**WHAT THE EXERCISE ASKS**
Go line by line through the data and copy those with the word "utilities".

Saved entries:
-- -- --
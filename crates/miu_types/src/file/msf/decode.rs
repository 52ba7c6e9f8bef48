//! MSF parsing, decompression, and frame composition.
//!
//! Decoding is all-or-nothing at the structural level: the header, palette,
//! frame table, and blob decompression must all succeed, or the decode fails
//! with an error. Frame payload slicing, by contrast, is best-effort — a
//! single frame with a degenerate entry or an out-of-range payload degrades to
//! fully transparent without affecting its neighbors.

use log::{debug, warn};

use crate::file::MsfError;

use super::constants;
use super::frame::{Frame, FrameEntry};
use super::palette::{Color, Palette};
use super::{File, Header};

/// Parses a complete MSF file from raw bytes.
pub(super) fn parse(data: &[u8]) -> Result<File, MsfError> {
	if data.len() < constants::HEADER_SIZE {
		return Err(MsfError::InsufficientData {
			expected: constants::HEADER_SIZE,
			actual: data.len(),
		});
	}

	// Preamble
	let magic = [data[0], data[1], data[2], data[3]];
	if magic != constants::MAGIC {
		return Err(MsfError::InvalidMagic {
			expected: constants::MAGIC,
			actual: magic,
		});
	}
	let version = u16::from_le_bytes([data[4], data[5]]);
	let flags = u16::from_le_bytes([data[6], data[7]]);

	// Header (16 bytes at offset 8)
	let canvas_width = u16::from_le_bytes([data[8], data[9]]);
	let canvas_height = u16::from_le_bytes([data[10], data[11]]);
	let frame_count = u16::from_le_bytes([data[12], data[13]]) as usize;
	let direction_count = data[14];
	let fps = data[15];
	let anchor_x = i16::from_le_bytes([data[16], data[17]]);
	let anchor_y = i16::from_le_bytes([data[18], data[19]]);
	// data[20..24]: reserved u32, skipped without validation

	// Pixel format block (4 bytes at offset 24); the bpp byte and trailing
	// reserved byte are carried for layout compatibility only
	let _pixel_format = data[24];
	let palette_count = u16::from_le_bytes([data[25], data[26]]) as usize;

	debug!(
		"MSF v{version}: {canvas_width}x{canvas_height}, {frame_count} frames, \
		 {direction_count} direction(s), {palette_count} palette entries"
	);

	// Palette: `palette_count` RGBA quadruplets, padded to 256 with opaque black
	let palette_start = constants::HEADER_SIZE;
	let frame_table_start = palette_start + palette_count * 4;
	if data.len() < frame_table_start {
		return Err(MsfError::InsufficientData {
			expected: frame_table_start,
			actual: data.len(),
		});
	}

	let mut palette = Palette::new();
	for i in 0..palette_count.min(Palette::PALETTE_SIZE) {
		let offset = palette_start + i * 4;
		palette.set(
			i as u8,
			Color::new(data[offset], data[offset + 1], data[offset + 2], data[offset + 3]),
		);
	}

	// Frame table
	let sentinel_start = frame_table_start + frame_count * FrameEntry::SIZE;
	let blob_start = sentinel_start + constants::SENTINEL_SIZE;
	if data.len() < blob_start {
		return Err(MsfError::InsufficientData {
			expected: blob_start,
			actual: data.len(),
		});
	}

	let mut entries = Vec::with_capacity(frame_count);
	for i in 0..frame_count {
		let offset = frame_table_start + i * FrameEntry::SIZE;
		entries.push(FrameEntry::new(
			i16::from_le_bytes([data[offset], data[offset + 1]]),
			i16::from_le_bytes([data[offset + 2], data[offset + 3]]),
			u16::from_le_bytes([data[offset + 4], data[offset + 5]]),
			u16::from_le_bytes([data[offset + 6], data[offset + 7]]),
			u32::from_le_bytes([
				data[offset + 8],
				data[offset + 9],
				data[offset + 10],
				data[offset + 11],
			]),
			u32::from_le_bytes([
				data[offset + 12],
				data[offset + 13],
				data[offset + 14],
				data[offset + 15],
			]),
		));
	}

	// Sentinel marker and reserved u32: read and discarded, not validated

	let blob = decompress(&data[blob_start..])?;

	// Best-effort payload slicing: a bad entry degrades, it never aborts
	let mut frames = Vec::with_capacity(frame_count);
	for (i, entry) in entries.into_iter().enumerate() {
		if entry.is_empty() {
			// Normal encoder output for a fully transparent source frame
			frames.push(Frame::from_entry(entry, Vec::new()));
			continue;
		}

		let start = entry.data_offset as usize;
		let payload = match start.checked_add(entry.data_length as usize) {
			Some(end) if end <= blob.len() => blob[start..end].to_vec(),
			_ => {
				warn!(
					"frame {i}: payload range {}+{} outside blob of {} bytes, rendering transparent",
					entry.data_offset,
					entry.data_length,
					blob.len()
				);
				Vec::new()
			}
		};

		if !payload.is_empty() && payload.len() < entry.payload_size() {
			warn!(
				"frame {i}: payload {} bytes short of the {} required for {}x{}, rendering transparent",
				payload.len(),
				entry.payload_size(),
				entry.width,
				entry.height
			);
		}

		frames.push(Frame::from_entry(entry, payload));
	}

	let header = Header {
		version,
		flags,
		canvas_width,
		canvas_height,
		direction_count,
		fps,
		anchor_x,
		anchor_y,
	};

	Ok(File {
		header,
		palette,
		frames,
	})
}

/// Decompresses the payload blob with a hard output-size cap.
fn decompress(blob: &[u8]) -> Result<Vec<u8>, MsfError> {
	zstd::bulk::decompress(blob, constants::MAX_DECOMPRESSED_SIZE).map_err(|e| {
		MsfError::DecompressionFailure {
			message: e.to_string(),
		}
	})
}

/// Renders a frame onto a fresh, fully transparent canvas-sized RGBA buffer.
///
/// The frame rectangle is pasted at its signed offset; any portion falling
/// outside the canvas is clipped. Pixels with alpha 0 stay transparent
/// regardless of their index byte. Opaque pixels always resolve: the palette
/// is fixed at 256 entries, so a padded index yields its padding color
/// (opaque black by convention), not transparency.
pub(super) fn composite(
	frame: &Frame,
	palette: &Palette,
	canvas_width: u16,
	canvas_height: u16,
) -> Vec<u8> {
	let cw = canvas_width as usize;
	let ch = canvas_height as usize;
	let mut canvas = vec![0u8; cw * ch * 4];

	if !frame.is_renderable() {
		return canvas;
	}

	let fw = frame.width() as usize;
	let fh = frame.height() as usize;
	let ox = i32::from(frame.offset_x());
	let oy = i32::from(frame.offset_y());
	let payload = frame.payload();

	for y in 0..fh {
		let cy = oy + y as i32;
		if cy < 0 || cy >= ch as i32 {
			continue;
		}

		for x in 0..fw {
			let cx = ox + x as i32;
			if cx < 0 || cx >= cw as i32 {
				continue;
			}

			let src = (y * fw + x) * 2;
			let index = payload[src];
			let alpha = payload[src + 1];
			if alpha == 0 {
				continue;
			}

			let color = palette.get(index);
			let dst = (cy as usize * cw + cx as usize) * 4;
			canvas[dst] = color.r;
			canvas[dst + 1] = color.g;
			canvas[dst + 2] = color.b;
			canvas[dst + 3] = alpha;
		}
	}

	canvas
}
//! Benchmark helper utilities for miu-rs
//!
//! This module provides utilities for generating synthetic MSF animation sets so the
//! benchmarks do not depend on game assets being present on disk.

use miu_types::file::msf::{File, FileBuilder};

/// Generates a synthetic MSF file with the specified canvas size and frame count.
///
/// Each frame carries a moving opaque block over a transparent background plus a
/// translucent gradient band, which exercises tight-bbox cropping, palette
/// quantization, and the alpha side channel. The pattern is deterministic, so
/// repeated calls produce identical bytes.
pub fn generate_test_msf_data(width: u16, height: u16, frame_count: u16) -> Vec<u8> {
	build_test_animation(width, height, frame_count)
		.to_bytes()
		.expect("synthetic animation must serialize")
}

/// Builds the synthetic animation set used by [`generate_test_msf_data`].
pub fn build_test_animation(width: u16, height: u16, frame_count: u16) -> File {
	let w = width as usize;
	let h = height as usize;

	let mut builder = FileBuilder::new(width, height);
	builder.direction_count(1).fps(16);

	for frame_index in 0..frame_count as usize {
		let mut rgba = vec![0u8; w * h * 4];

		// Opaque block sweeping across the canvas
		let block = (w / 4).max(1);
		let block_x = (frame_index * 3) % w.saturating_sub(block).max(1);
		let block_y = h / 4;
		for y in block_y..(block_y + block).min(h) {
			for x in block_x..(block_x + block).min(w) {
				let idx = (y * w + x) * 4;
				rgba[idx] = (x * 7 % 256) as u8;
				rgba[idx + 1] = (y * 11 % 256) as u8;
				rgba[idx + 2] = (frame_index * 31 % 256) as u8;
				rgba[idx + 3] = 255;
			}
		}

		// Translucent gradient band near the bottom
		let band_y = h * 3 / 4;
		for y in band_y..(band_y + 2).min(h) {
			for x in 0..w {
				let idx = (y * w + x) * 4;
				rgba[idx] = (x % 256) as u8;
				rgba[idx + 1] = 64;
				rgba[idx + 2] = 192;
				rgba[idx + 3] = (1 + x % 255) as u8;
			}
		}

		builder.add_frame_rgba(&rgba).expect("canvas-sized buffer");
	}

	builder.build().expect("synthetic animation must build")
}

/// Common benchmark sizes for synthetic test data
pub mod sizes {
	/// Small character sprite: 32x40, 16 frames
	pub const SMALL: (u16, u16, u16) = (32, 40, 16);
	/// Typical character sprite: 64x80, 64 frames (8 directions x 8 frames)
	pub const MEDIUM: (u16, u16, u16) = (64, 80, 64);
	/// Large effect sheet: 280x160, 16 frames
	pub const LARGE: (u16, u16, u16) = (280, 160, 16);
}

#[cfg(test)]
mod tests {
	use super::*;

	#[test]
	fn test_generate_test_msf_data() {
		let data = generate_test_msf_data(32, 40, 4);

		// Check magic bytes
		assert_eq!(&data[0..4], b"MSF2");

		// The synthetic file must decode back to the same shape
		let msf = File::from_bytes(&data).unwrap();
		assert_eq!(msf.frame_count(), 4);
		assert_eq!(msf.header().canvas_width, 32);
		assert_eq!(msf.header().canvas_height, 40);
	}

	#[test]
	fn test_deterministic_output() {
		assert_eq!(generate_test_msf_data(32, 40, 2), generate_test_msf_data(32, 40, 2));
	}
}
-- -- --
**ANSWER AREA**
//! Benchmark helper utilities for miu-rs
//! This module provides utilities for generating synthetic MSF animation sets so the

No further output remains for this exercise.